[WORK INSTRUCTION] Return a copy of each line in the listing that includes the word "continuum".

[DATA TO USE]
*****
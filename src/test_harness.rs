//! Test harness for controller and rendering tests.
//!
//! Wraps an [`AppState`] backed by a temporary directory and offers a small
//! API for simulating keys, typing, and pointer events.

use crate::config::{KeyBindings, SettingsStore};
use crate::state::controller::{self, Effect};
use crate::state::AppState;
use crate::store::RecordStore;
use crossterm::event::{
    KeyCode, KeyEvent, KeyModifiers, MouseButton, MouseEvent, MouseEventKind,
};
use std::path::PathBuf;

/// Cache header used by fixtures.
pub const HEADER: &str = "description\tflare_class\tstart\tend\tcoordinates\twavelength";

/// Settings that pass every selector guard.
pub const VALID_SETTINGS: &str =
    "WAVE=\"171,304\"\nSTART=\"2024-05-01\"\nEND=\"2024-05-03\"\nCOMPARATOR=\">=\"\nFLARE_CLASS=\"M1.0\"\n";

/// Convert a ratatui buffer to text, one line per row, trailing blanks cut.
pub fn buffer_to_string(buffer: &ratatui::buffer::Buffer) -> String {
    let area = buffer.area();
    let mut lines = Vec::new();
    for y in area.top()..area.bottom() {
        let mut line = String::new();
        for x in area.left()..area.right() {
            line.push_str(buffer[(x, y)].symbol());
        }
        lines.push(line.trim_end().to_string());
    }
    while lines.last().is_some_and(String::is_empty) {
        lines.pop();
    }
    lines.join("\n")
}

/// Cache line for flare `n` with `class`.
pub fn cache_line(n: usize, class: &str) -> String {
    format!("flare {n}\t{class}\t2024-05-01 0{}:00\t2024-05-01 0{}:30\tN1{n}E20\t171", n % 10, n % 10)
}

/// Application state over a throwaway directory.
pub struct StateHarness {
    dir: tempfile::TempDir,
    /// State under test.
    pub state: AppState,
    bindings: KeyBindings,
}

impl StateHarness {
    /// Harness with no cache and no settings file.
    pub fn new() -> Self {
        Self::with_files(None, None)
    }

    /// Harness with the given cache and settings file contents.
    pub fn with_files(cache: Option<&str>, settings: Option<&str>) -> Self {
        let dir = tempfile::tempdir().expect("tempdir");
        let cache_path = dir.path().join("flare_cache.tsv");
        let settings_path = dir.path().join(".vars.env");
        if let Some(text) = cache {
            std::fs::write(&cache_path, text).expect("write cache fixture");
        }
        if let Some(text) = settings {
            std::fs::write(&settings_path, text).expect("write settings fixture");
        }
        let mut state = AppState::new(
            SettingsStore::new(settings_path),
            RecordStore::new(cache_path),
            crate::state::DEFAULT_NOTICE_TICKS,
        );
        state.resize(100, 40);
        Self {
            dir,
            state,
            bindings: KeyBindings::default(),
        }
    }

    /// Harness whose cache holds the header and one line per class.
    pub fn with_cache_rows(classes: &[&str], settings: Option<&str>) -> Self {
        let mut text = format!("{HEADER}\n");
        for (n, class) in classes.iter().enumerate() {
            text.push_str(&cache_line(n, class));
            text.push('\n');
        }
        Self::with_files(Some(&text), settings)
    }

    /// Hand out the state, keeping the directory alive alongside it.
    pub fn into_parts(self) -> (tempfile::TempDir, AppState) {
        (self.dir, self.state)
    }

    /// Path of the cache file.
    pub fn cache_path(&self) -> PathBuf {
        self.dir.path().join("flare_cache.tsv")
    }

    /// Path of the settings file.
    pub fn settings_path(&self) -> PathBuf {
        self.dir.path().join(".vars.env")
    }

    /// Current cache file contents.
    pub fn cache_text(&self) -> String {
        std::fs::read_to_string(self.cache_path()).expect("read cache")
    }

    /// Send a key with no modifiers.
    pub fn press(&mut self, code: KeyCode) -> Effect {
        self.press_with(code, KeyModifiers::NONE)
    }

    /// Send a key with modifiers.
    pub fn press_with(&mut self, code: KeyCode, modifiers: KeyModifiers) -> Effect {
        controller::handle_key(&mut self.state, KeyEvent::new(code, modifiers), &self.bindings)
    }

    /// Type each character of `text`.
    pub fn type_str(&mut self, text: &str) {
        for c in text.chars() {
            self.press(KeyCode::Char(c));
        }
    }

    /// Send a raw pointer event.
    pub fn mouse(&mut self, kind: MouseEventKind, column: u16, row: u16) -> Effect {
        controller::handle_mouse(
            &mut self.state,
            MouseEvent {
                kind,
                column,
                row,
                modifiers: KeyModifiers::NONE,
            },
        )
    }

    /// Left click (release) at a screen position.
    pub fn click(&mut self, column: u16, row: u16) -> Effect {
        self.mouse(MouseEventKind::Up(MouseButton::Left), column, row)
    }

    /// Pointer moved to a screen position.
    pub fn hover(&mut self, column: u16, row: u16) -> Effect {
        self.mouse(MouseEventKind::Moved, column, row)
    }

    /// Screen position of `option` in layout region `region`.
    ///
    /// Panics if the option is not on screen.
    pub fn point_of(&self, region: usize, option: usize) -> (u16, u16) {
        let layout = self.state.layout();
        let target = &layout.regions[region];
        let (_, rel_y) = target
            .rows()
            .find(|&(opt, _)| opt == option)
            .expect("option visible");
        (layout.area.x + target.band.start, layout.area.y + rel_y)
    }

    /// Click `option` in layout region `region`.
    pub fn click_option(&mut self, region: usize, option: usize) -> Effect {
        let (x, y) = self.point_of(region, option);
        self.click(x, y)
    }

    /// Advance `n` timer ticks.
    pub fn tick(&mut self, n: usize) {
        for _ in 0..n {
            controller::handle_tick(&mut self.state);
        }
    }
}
*****
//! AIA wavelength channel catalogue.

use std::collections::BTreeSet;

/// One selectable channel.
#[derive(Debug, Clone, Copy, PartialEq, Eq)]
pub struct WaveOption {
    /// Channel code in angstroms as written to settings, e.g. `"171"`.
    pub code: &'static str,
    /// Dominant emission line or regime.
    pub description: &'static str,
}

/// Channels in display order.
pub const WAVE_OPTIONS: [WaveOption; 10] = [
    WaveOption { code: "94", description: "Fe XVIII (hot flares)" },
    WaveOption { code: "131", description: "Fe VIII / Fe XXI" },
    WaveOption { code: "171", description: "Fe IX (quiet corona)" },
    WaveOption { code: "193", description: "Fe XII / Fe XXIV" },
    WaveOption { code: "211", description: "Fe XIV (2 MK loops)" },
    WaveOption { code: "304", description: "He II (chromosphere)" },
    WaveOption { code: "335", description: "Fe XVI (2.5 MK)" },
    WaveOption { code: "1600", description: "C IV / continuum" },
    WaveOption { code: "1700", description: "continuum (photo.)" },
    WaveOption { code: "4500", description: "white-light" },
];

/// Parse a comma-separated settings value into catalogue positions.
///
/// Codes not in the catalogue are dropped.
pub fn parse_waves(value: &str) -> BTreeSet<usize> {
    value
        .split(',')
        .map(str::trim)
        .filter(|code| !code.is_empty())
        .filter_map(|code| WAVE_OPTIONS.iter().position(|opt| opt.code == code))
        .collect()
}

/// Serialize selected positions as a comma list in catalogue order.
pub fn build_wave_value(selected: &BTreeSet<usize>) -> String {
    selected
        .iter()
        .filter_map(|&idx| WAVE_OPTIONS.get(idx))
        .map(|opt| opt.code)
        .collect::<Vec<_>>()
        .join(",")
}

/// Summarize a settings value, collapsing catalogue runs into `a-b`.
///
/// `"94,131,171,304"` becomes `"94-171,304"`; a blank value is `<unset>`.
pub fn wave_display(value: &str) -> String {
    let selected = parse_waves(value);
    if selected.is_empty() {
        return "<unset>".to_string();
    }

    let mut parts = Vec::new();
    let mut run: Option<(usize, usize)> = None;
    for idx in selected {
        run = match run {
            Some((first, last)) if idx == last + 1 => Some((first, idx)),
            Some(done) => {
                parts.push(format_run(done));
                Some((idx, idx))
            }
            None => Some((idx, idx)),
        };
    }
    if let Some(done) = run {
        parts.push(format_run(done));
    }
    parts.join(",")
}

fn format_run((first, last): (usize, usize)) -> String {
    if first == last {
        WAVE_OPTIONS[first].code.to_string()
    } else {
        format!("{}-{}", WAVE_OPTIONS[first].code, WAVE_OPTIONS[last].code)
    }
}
*****
[OUTPUT OF THE EXERCISE]
    WaveOption { code: "1600", description: "C IV / continuum" },
    WaveOption { code: "1700", description: "continuum (photo.)" },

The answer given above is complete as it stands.